*** Opening Exercise data ***

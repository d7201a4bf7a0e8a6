//! POI icon resolution.
//!
//! Maps a POI's classification tag to the icon handle that represents it in
//! the editor. The mapping is fixed at definition time and deliberately
//! covers only the tags POIs actually carry; any other tag reaching the
//! resolver is a caller defect and surfaces as a hard error rather than a
//! default icon.

use crate::error::{Error, Result};
use crate::icon::{Icon, IconKind};
use crate::registry::IconRegistry;
use crate::vehicle_class::VehicleClass;

/// Resolve the icon kind for a POI classification tag.
///
/// This is the pure mapping half of [`poi_icon`], useful when only the kind
/// is needed (tooltips, attribute tables).
pub fn poi_icon_kind(class: VehicleClass) -> Result<IconKind> {
    match class {
        VehicleClass::Ignoring => Ok(IconKind::Tree),
        VehicleClass::Private => Ok(IconKind::Hotel),
        other => {
            tracing::warn!("No POI icon mapped for vehicle class '{}'", other);
            Err(Error::invalid_category(other))
        }
    }
}

/// Resolve the icon for a POI classification tag.
///
/// Looks up the icon kind for `class` and forwards it to the registry,
/// returning the registry's handle unchanged. The registry retains ownership
/// of the resource; repeated calls with the same tag return handles to the
/// same cached resource.
///
/// Fails with [`Error::InvalidCategory`] when `class` has no mapping.
pub fn poi_icon<R: IconRegistry + ?Sized>(registry: &R, class: VehicleClass) -> Result<&Icon> {
    let kind = poi_icon_kind(class)?;
    Ok(registry.get_icon(kind))
}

*** Closing Exercise data ***

> Exercise description
Search the preceding listing for the word "IconRegistry" and pull out every line that holds it.

> Solved problem
use crate::registry::IconRegistry;
pub fn poi_icon<R: IconRegistry + ?Sized>(registry: &R, class: VehicleClass) -> Result<&Icon> {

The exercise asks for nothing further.